One of the nastiest examples of this problem are shell metacharacters. The standard Unix-like command shell (stored in /bin/sh) interprets a number of characters specially. If these characters are sent to the shell, then their special interpretation will be used unless escaped; this fact can be used to break programs. According to the WWW Security FAQ [Stein 1999, Q37], these metacharacters are:
& ; ` ' \ " | * ? ~ < > ^ ( ) [ ] { } $ \n \r

Unfortunately, in real life this isn't a complete list. Here are some other characters that can be problematic:

Forgetting one of these characters can be disastrous, for example, many programs omit backslash as a metacharacter [rfp 1999]. As discussed in the section on validating input, a recommended approach by some is to immediately escape at least all of these characters when they are input. But again, by far and away the best approach is to identify which characters you wish to permit, and only use those characters.

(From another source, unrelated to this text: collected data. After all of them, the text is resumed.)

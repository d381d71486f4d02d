//! Contextual bandit over the {micro, planner, deep} arms.
//!
//! Context is bucketed into a small discrete key (confidence band,
//! length band, question-ness); each bucket keeps independent per-arm
//! statistics. Arm selection is upper-confidence within the admissible
//! set, with a bounded canary share routed to the least-pulled arm so
//! uncertain arms cannot flood traffic.

use std::collections::HashMap;

use parking_lot::Mutex;
use rand::Rng;
use serde::{Deserialize, Serialize};

use sv_domain::config::RouterConfig;
use sv_domain::turn::{GuardianState, Route};

/// Inverse golden ratio, used to shape successful rewards away from the
/// extremes (any success lands in [1-1/φ, 1]).
const INV_PHI: f64 = 0.618_033_988_749_894_8;

/// Energy normalization reference, Wh. A turn at or above this scores
/// zero on the energy term.
const ENERGY_REF_WH: f64 = 0.01;

/// Pulls below which an arm counts as uncertain (canary target).
const UNCERTAIN_PULLS: u64 = 10;

/// Quarantine trip: enough evidence and a collapsed mean.
const QUARANTINE_MIN_PULLS: u64 = 20;
const QUARANTINE_MEAN: f64 = 0.2;

// ━━━━━━━━━━━━━━━━━━━━━━━━━━━━━━━━━━━━━━━━━━━━━━━━━━━━━━━━━━━━━━━━━━
// Context
// ━━━━━━━━━━━━━━━━━━━━━━━━━━━━━━━━━━━━━━━━━━━━━━━━━━━━━━━━━━━━━━━━━━

/// Features of the current request, as seen by the bandit.
#[derive(Debug, Clone, Copy)]
pub struct RouteContext {
    pub intent_confidence: f32,
    pub text_len: usize,
    pub has_question: bool,
    pub cache_hint: bool,
    pub guardian_state: GuardianState,
    pub last_tool_error: bool,
}

impl RouteContext {
    /// Discrete bucket key. Small on purpose: per-bucket statistics
    /// need traffic to converge.
    pub fn bucket(&self) -> String {
        let confidence = if self.intent_confidence >= 0.8 {
            "high"
        } else if self.intent_confidence >= 0.5 {
            "mid"
        } else {
            "low"
        };
        let length = if self.text_len > 80 { "long" } else { "short" };
        let question = if self.has_question { "q" } else { "s" };
        let tool = if self.last_tool_error { "terr" } else { "tok" };
        format!("{confidence}:{length}:{question}:{tool}")
    }
}

// ━━━━━━━━━━━━━━━━━━━━━━━━━━━━━━━━━━━━━━━━━━━━━━━━━━━━━━━━━━━━━━━━━━
// Arm state
// ━━━━━━━━━━━━━━━━━━━━━━━━━━━━━━━━━━━━━━━━━━━━━━━━━━━━━━━━━━━━━━━━━━

/// Per-(bucket, arm) statistics. Persisted in snapshots.
#[derive(Debug, Clone, Serialize, Deserialize)]
pub struct ArmState {
    pub mean: f64,
    pub pulls: u64,
    pub last_update_epoch: i64,
    pub quarantined: bool,
}

impl Default for ArmState {
    fn default() -> Self {
        Self {
            // Optimistic-neutral prior.
            mean: 0.5,
            pulls: 0,
            last_update_epoch: 0,
            quarantined: false,
        }
    }
}

impl ArmState {
    /// Exploit score: mean plus an upper-confidence bonus. Untried arms
    /// stay at the prior so the canary path, not the exploit path,
    /// owns their traffic.
    fn score(&self, bucket_pulls: u64) -> f64 {
        if self.pulls == 0 {
            return self.mean;
        }
        let bonus = (2.0 * (bucket_pulls.max(1) as f64).ln() / self.pulls as f64).sqrt();
        self.mean + bonus
    }
}

// ━━━━━━━━━━━━━━━━━━━━━━━━━━━━━━━━━━━━━━━━━━━━━━━━━━━━━━━━━━━━━━━━━━
// Reward
// ━━━━━━━━━━━━━━━━━━━━━━━━━━━━━━━━━━━━━━━━━━━━━━━━━━━━━━━━━━━━━━━━━━

/// Bounded scalar reward in [0, 1]: zero on failure; on success a
/// latency-vs-SLO and energy blend shaped by the inverse golden ratio
/// so exploration is never starved by a harsh success score.
pub fn compute_reward(
    cfg: &RouterConfig,
    success: bool,
    full_ms: u64,
    slo_full_ms: u64,
    energy_wh: f64,
) -> f64 {
    if !success {
        return 0.0;
    }
    let latency_score = 1.0 - (full_ms as f64 / slo_full_ms.max(1) as f64).min(1.0);
    let energy_score = 1.0 - (energy_wh / ENERGY_REF_WH).min(1.0);
    let total_weight = (cfg.w_latency + cfg.w_energy).max(f64::EPSILON);
    let blend = (cfg.w_latency * latency_score + cfg.w_energy * energy_score) / total_weight;
    (1.0 - INV_PHI) + INV_PHI * blend.clamp(0.0, 1.0)
}

// ━━━━━━━━━━━━━━━━━━━━━━━━━━━━━━━━━━━━━━━━━━━━━━━━━━━━━━━━━━━━━━━━━━
// BanditRouter
// ━━━━━━━━━━━━━━━━━━━━━━━━━━━━━━━━━━━━━━━━━━━━━━━━━━━━━━━━━━━━━━━━━━

type BucketMap = HashMap<String, HashMap<Route, ArmState>>;

pub struct BanditRouter {
    cfg: RouterConfig,
    buckets: Mutex<BucketMap>,
}

impl BanditRouter {
    pub fn new(cfg: RouterConfig) -> Self {
        Self {
            cfg,
            buckets: Mutex::new(HashMap::new()),
        }
    }

    /// Restore from a persisted snapshot.
    pub fn with_state(cfg: RouterConfig, state: BucketMap) -> Self {
        Self {
            cfg,
            buckets: Mutex::new(state),
        }
    }

    /// Choose an arm among `admissible` (already clamped by guardian,
    /// quotas, and breakers by the caller). Empty input falls back to
    /// MICRO.
    pub fn choose(&self, ctx: &RouteContext, admissible: &[Route]) -> Route {
        self.choose_inner(ctx, admissible, rand::thread_rng().gen::<f64>())
    }

    /// Deterministic core: `coin` ∈ [0, 1) pre-drawn by the caller.
    pub fn choose_inner(&self, ctx: &RouteContext, admissible: &[Route], coin: f64) -> Route {
        let Some(&first) = admissible.first() else {
            return Route::Micro;
        };
        if admissible.len() == 1 {
            return first;
        }

        let bucket_key = ctx.bucket();
        let buckets = self.buckets.lock();
        let arms = buckets.get(&bucket_key);

        let state_of = |route: Route| -> ArmState {
            arms.and_then(|m| m.get(&route)).cloned().unwrap_or_default()
        };
        let bucket_pulls: u64 = admissible.iter().map(|&r| state_of(r).pulls).sum();

        // ── Canary path: bounded share to the least-pulled uncertain arm ──
        if coin < self.cfg.canary_share {
            if let Some(&route) = admissible
                .iter()
                .filter(|&&r| state_of(r).pulls < UNCERTAIN_PULLS || state_of(r).quarantined)
                .min_by_key(|&&r| state_of(r).pulls)
            {
                return route;
            }
        }

        // ── Exploit path: best UCB score among non-quarantined arms ──
        admissible
            .iter()
            .filter(|&&r| !state_of(r).quarantined)
            .copied()
            .max_by(|&a, &b| {
                state_of(a)
                    .score(bucket_pulls)
                    .partial_cmp(&state_of(b).score(bucket_pulls))
                    .unwrap_or(std::cmp::Ordering::Equal)
            })
            .unwrap_or(first)
    }

    /// Record a turn outcome. Updates for one (bucket, arm) pair are
    /// serialized by the internal lock; arms update independently.
    pub fn update(&self, ctx: &RouteContext, route: Route, reward: f64) {
        let reward = reward.clamp(0.0, 1.0);
        let bucket_key = ctx.bucket();
        let mut buckets = self.buckets.lock();
        let arm = buckets
            .entry(bucket_key)
            .or_default()
            .entry(route)
            .or_default();
        arm.pulls += 1;
        arm.mean += (reward - arm.mean) / arm.pulls as f64;
        arm.last_update_epoch = chrono::Utc::now().timestamp();
        arm.quarantined = arm.pulls >= QUARANTINE_MIN_PULLS && arm.mean < QUARANTINE_MEAN;
    }

    /// Clone the full arm state (snapshot source, status API).
    pub fn export(&self) -> BucketMap {
        self.buckets.lock().clone()
    }

    pub fn config(&self) -> &RouterConfig {
        &self.cfg
    }
}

A number of programs have ``escape'' codes that perform ``extra'' activities; make sure that these can't be included (unless you intend for them to be in the message). For example, many line-oriented mail programs (such as mail or mailx) use tilde (~) as an escape character, which can then be used to send a number of commands. As a result, apparantly-innocent commands such as ``mail admin < file-from-user'' can be used to execute arbitrary programs. Interactive programs such as vi and emacs have ``escape'' mechanisms that normally allow users to run arbitrary shell commands from their session. Always examine the documentation of programs you call to search for escape mechanisms.

The issue of avoiding escape codes even goes down to low-level hardware components and emulators of them. Most modems implement the so-called ``Hayes'' command set, in which the sequence ``+++'', a delay, and then ``+++'' again forces the modem to switch modes (and interpret following text as commands to it). This can be used to implement denial-of-service attacks or even forcing a user to connect to someone else. Many ``terminal'' interfaces implement the escape codes of ancient, long-gone physical terminals like the VT100. These codes can be useful, for example, for changing font color in a terminal interface. However, do not allow arbitrary untrusted data to be sent directly to a terminal screen, because some of those codes can cause serious problems. On some systems you can remap keys; on a few you can even send codes to clear the screen, display a set of commands you'd like the victim to run, and then send that set ``back'' (forcing the victim to run the commands of the attacker's choosing).

A related problem is that the NIL character (character 0) can have surprising effects. Most C and C++ functions assume that this character marks the end of a string, but string-handling routines in other languages (such as Perl and Ada95) can handle strings containing NIL. Since many libraries and kernel calls use the C convention, the result is that what is checked is not what is actually used [rfp 1999].

When calling another program or referring to a file always specify its full path (e.g, /usr/bin/sort). For program calls, this will eliminate possible errors in calling the ``wrong'' command, even if the PATH value is incorrectly set. For other file referents, this reduces problems from ``bad'' starting directories.